Algunos autores, cuando se preguntan por qué Dios no resuelve los problemas del Hombre o por qué consiente las tragedias que asolan cada día a la Humanidad, devuelven la pregunta al hombre.
Emmanuel Mounier, Dijo: 7 “Dios es el Padre pero Él no es paternalista. Él desea que la liberación del hombre sea fruto de su esfuerzo, el genio y el sufrimiento del hombre, para que él pueda saborear un día el pleno fruto de esta labor, estos esfuerzos y este amor, y no recibido como un predominante regalo del “Cielo”8
La Cruz signo de unidad en Cristo y de igualdad y amor entre los hombres
El signo de la Cruz de unidad en Cristo y de igualdad: “Todos hijos de Dios por la fe en Cristo, que murió por todos. En consecuencia, “no hay ya judío o griego, no hay siervo o libre, no hay varón o hembra, porque todos sois uno en Cristo Jesús”, como indica San Pablo en los Gálatas (Gál 2, 26-28)
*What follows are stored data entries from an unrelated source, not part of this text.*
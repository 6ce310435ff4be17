use crate::{
    control_flow::{ProgramPos, ICFG},
    data_flow::JoinLattice,
};
use rustc_hash::FxHashSet;
use std::collections::{BTreeMap, HashMap, HashSet};
use std::fmt;
use std::hash::Hash;

use super::{
    ide_solver::ValueTable,
    tables::{FactId, FactInterner, NeighborTable},
    AnalysisDomain, Func, Inst, SolverStatistics, SolverStatus,
};

pub struct ResultEntry<Domain: AnalysisDomain> {
    pub instruction: ProgramPos<Domain::IR>,
    pub flow_fact: Domain::FlowFact,
    pub concrete_value: Domain::ConcreteValue,
}

impl<Domain: AnalysisDomain> fmt::Debug for ResultEntry<Domain> {
    fn fmt(&self, f: &mut fmt::Formatter<'_>) -> fmt::Result {
        write!(
            f,
            "{:?}: {:?} = {:?}",
            self.instruction, self.flow_fact, self.concrete_value
        )
    }
}

/// Whether a fact reaches a node. `Unknown` is only reported by runs that
/// stopped early, where absence proves nothing.
#[derive(Copy, Clone, PartialEq, Eq, Debug)]
pub enum Reachability {
    Reachable,
    Unreachable,
    Unknown,
}

/// Read access to the facts (and values) holding before each node.
pub trait AnalysisResults<Domain: AnalysisDomain> {
    /// Whether the node was reached at all.
    fn has_results_at(&self, at_inst: Inst<Domain>) -> bool;

    fn holds_fact(&self, at_inst: Inst<Domain>, fact: &Domain::FlowFact) -> Reachability;

    /// The value of `fact` before `at_inst`; bottom if the fact does not reach it.
    fn result_at(&self, at_inst: Inst<Domain>, fact: &Domain::FlowFact) -> Domain::ConcreteValue;

    /// Every fact reaching `at_inst` other than Λ, with its value.
    fn results_at(&self, at_inst: Inst<Domain>) -> HashMap<Domain::FlowFact, Domain::ConcreteValue>;
}

#[derive(Copy, Clone, PartialEq, Eq, Hash, Debug)]
pub enum ExplodedEdgeKind {
    Normal,
    Call,
    Return,
    CallToReturn,
}

#[derive(Copy, Clone, Debug)]
pub(crate) struct RawExplodedEdge<N> {
    pub kind: ExplodedEdgeKind,
    pub from: N,
    pub from_fact: FactId,
    pub to: N,
    pub to_fact: FactId,
}

/// One edge of the exploded supergraph, as produced by a flow function.
pub struct ExplodedEdge<Domain: AnalysisDomain> {
    pub kind: ExplodedEdgeKind,
    pub from: Inst<Domain>,
    pub from_fact: Domain::FlowFact,
    pub to: Inst<Domain>,
    pub to_fact: Domain::FlowFact,
}

impl<Domain: AnalysisDomain> fmt::Debug for ExplodedEdge<Domain> {
    fn fmt(&self, f: &mut fmt::Formatter<'_>) -> fmt::Result {
        write!(
            f,
            "{:?}: <{:?}, {:?}> -> <{:?}, {:?}>",
            self.kind, self.from, self.from_fact, self.to, self.to_fact
        )
    }
}

struct NodeResults<Domain: AnalysisDomain> {
    function: Func<Domain>,
    values: HashMap<Domain::FlowFact, Domain::ConcreteValue>,
}

/// The outcome of one solver run.
pub struct ResultTable<Domain: AnalysisDomain> {
    rows: BTreeMap<Inst<Domain>, NodeResults<Domain>>,
    zero: Domain::FlowFact,
    status: SolverStatus,
    statistics: SolverStatistics,
    neighbors: HashMap<Domain::FlowFact, Vec<Domain::FlowFact>>,
    calling_contexts: HashMap<Domain::FlowFact, Vec<Domain::FlowFact>>,
    exploded_edges: Vec<ExplodedEdge<Domain>>,
}

fn resolve_links<'t, D: Clone + Eq + Hash>(
    facts: &FactInterner<D>,
    links: impl Iterator<Item = (usize, &'t FxHashSet<FactId>)>,
) -> HashMap<D, Vec<D>> {
    links
        .map(|(index, linked)| {
            let mut linked: Vec<FactId> = linked.iter().copied().collect();
            linked.sort();
            (
                facts.by_index(index).clone(),
                linked.into_iter().map(|fact| facts.get(fact).clone()).collect(),
            )
        })
        .collect()
}

impl<Domain: AnalysisDomain> ResultTable<Domain> {
    #[allow(clippy::too_many_arguments)]
    pub(crate) fn build<G: ICFG<Domain::IR>>(
        icfg: &G,
        facts: &FactInterner<Domain::FlowFact>,
        zero: FactId,
        reached: Vec<(Inst<Domain>, FactId)>,
        values: Option<ValueTable<Domain>>,
        status: SolverStatus,
        statistics: SolverStatistics,
        neighbors: &NeighborTable,
        exploded_edges: Vec<RawExplodedEdge<Inst<Domain>>>,
    ) -> Self {
        let mut rows: BTreeMap<Inst<Domain>, NodeResults<Domain>> = BTreeMap::new();
        for (node, fact) in reached {
            let value = match &values {
                Some(values) => values
                    .get(&node)
                    .and_then(|at_node| at_node.get(&fact))
                    .cloned()
                    .unwrap_or_else(<Domain::ConcreteValue as JoinLattice>::bottom_value),
                None => <Domain::ConcreteValue as JoinLattice>::top_value(),
            };
            rows.entry(node)
                .or_insert_with(|| NodeResults {
                    function: icfg.function_of(node),
                    values: HashMap::new(),
                })
                .values
                .insert(facts.get(fact).clone(), value);
        }

        ResultTable {
            rows,
            zero: facts.get(zero).clone(),
            status,
            statistics,
            neighbors: resolve_links(facts, neighbors.neighbors()),
            calling_contexts: resolve_links(facts, neighbors.calling_contexts()),
            exploded_edges: exploded_edges
                .into_iter()
                .map(|edge| ExplodedEdge {
                    kind: edge.kind,
                    from: edge.from,
                    from_fact: facts.get(edge.from_fact).clone(),
                    to: edge.to,
                    to_fact: facts.get(edge.to_fact).clone(),
                })
                .collect(),
        }
    }

    pub fn status(&self) -> SolverStatus {
        self.status
    }

    pub fn is_complete(&self) -> bool {
        self.status.is_complete()
    }

    pub fn statistics(&self) -> &SolverStatistics {
        &self.statistics
    }

    pub fn zero_value(&self) -> &Domain::FlowFact {
        &self.zero
    }

    /// Facts reaching `at_inst` other than Λ, without their values.
    pub fn ifds_results_at(&self, at_inst: Inst<Domain>) -> HashSet<Domain::FlowFact> {
        self.results_at(at_inst).into_keys().collect()
    }

    /// Reached nodes in ascending order.
    pub fn reached_nodes(&self) -> impl Iterator<Item = Inst<Domain>> + '_ {
        self.rows.keys().copied()
    }

    /// All (node, fact, value) triples other than Λ, ordered by node.
    pub fn entries(&self) -> impl Iterator<Item = ResultEntry<Domain>> + '_ {
        self.rows.iter().flat_map(move |(instruction, row)| {
            row.values
                .iter()
                .filter(move |(fact, _)| **fact != self.zero)
                .map(move |(fact, value)| ResultEntry {
                    instruction: ProgramPos {
                        function: row.function,
                        instruction: *instruction,
                    },
                    flow_fact: fact.clone(),
                    concrete_value: value.clone(),
                })
        })
    }

    /// Facts that reached a node together with `fact` and were merged into it.
    /// Empty unless neighbor tracking was enabled.
    pub fn neighbors_of(&self, fact: &Domain::FlowFact) -> &[Domain::FlowFact] {
        self.neighbors.get(fact).map(Vec::as_slice).unwrap_or(&[])
    }

    /// Caller facts `fact` was bound from when entering a callee. Empty unless
    /// neighbor tracking was enabled.
    pub fn calling_contexts_of(&self, fact: &Domain::FlowFact) -> &[Domain::FlowFact] {
        self.calling_contexts
            .get(fact)
            .map(Vec::as_slice)
            .unwrap_or(&[])
    }

    /// Empty unless supergraph recording was enabled.
    pub fn exploded_edges(&self) -> &[ExplodedEdge<Domain>] {
        &self.exploded_edges
    }
}

impl<Domain: AnalysisDomain> AnalysisResults<Domain> for ResultTable<Domain> {
    fn has_results_at(&self, at_inst: Inst<Domain>) -> bool {
        self.rows.contains_key(&at_inst)
    }

    fn holds_fact(&self, at_inst: Inst<Domain>, fact: &Domain::FlowFact) -> Reachability {
        let reached = self
            .rows
            .get(&at_inst)
            .is_some_and(|row| row.values.contains_key(fact));
        match (reached, self.status) {
            (true, _) => Reachability::Reachable,
            (false, SolverStatus::Complete) => Reachability::Unreachable,
            (false, SolverStatus::Incomplete(_)) => Reachability::Unknown,
        }
    }

    fn result_at(&self, at_inst: Inst<Domain>, fact: &Domain::FlowFact) -> Domain::ConcreteValue {
        self.rows
            .get(&at_inst)
            .and_then(|row| row.values.get(fact))
            .cloned()
            .unwrap_or_else(<Domain::ConcreteValue as JoinLattice>::bottom_value)
    }

    fn results_at(&self, at_inst: Inst<Domain>) -> HashMap<Domain::FlowFact, Domain::ConcreteValue> {
        self.rows
            .get(&at_inst)
            .map(|row| {
                row.values
                    .iter()
                    .filter(|(fact, _)| **fact != self.zero)
                    .map(|(fact, value)| (fact.clone(), value.clone()))
                    .collect()
            })
            .unwrap_or_default()
    }
}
El mensaje de Cristo va más allá de la igualdad: reclama el amor a los demás, el gran tema del que seremos examinados al caer de la tarde, al atardecer de la vida, como se recoge en el cántico.
- S. El Papa Juan Pablo II, en la Sollicitudo rei socialis, arroja su luz sobre el gran mensaje: “El prójimo no es solamente un ser humano con sus derechos y su igualdad fundamental con todos, sino que se convierte en la imagen viva de Dios Padre, rescatada por la sangre de Jesucristo y puesta bajo la acción permanente del Espíritu Santo. Por tanto, debe ser amado, aunque sea enemigo, con el mismo amor con que le ama el Señor, y por él se debe estar dispuestos al sacrificio, incluso extremo: dar la vida por los hermanos” (SR, 40b)
En fin, la Cruz es igualmente más que otras muchas imágenes y expresiones de gran riqueza, por mucho que iluminen el entendimiento: es el nuevo Arca de la Alianza, venerado en el Antiguo Testamento, como símbolo de Dios (1 Sam 4,6). Es el árbol de la vida, el árbol glorioso, fuente que no cesa, resplandor, el lugar donde “mirarán al que atravesaron” Jn 19, 37), victoria sobre la muerte, principio de vida nueva.
En definitiva, más allá de la interpretación por imágenes y por símbolos, a la que parece abocar la comunicación actual, global y virtual; más allá de la belleza plástica o estética lograda en creaciones artísticas de honda inspiración cristiana; más allá del propio poder simbólico de la cruz, el signo más extendido y seguido de la Humanidad; más allá de todo ello está la Verdad de la Cruz, la vida de Cristo sacrificado para el perdón de los hombres, el amor de Dios a la Humanidad expresado a través del sacrificio del Hijo.
La Cruz es más que una representación, porque es idéntica con su referente, con aquel misterio doloroso de la muerte, y el misterio glorioso de la Resurrección, que siguen irradiando luz y esperanza para todos los hombres.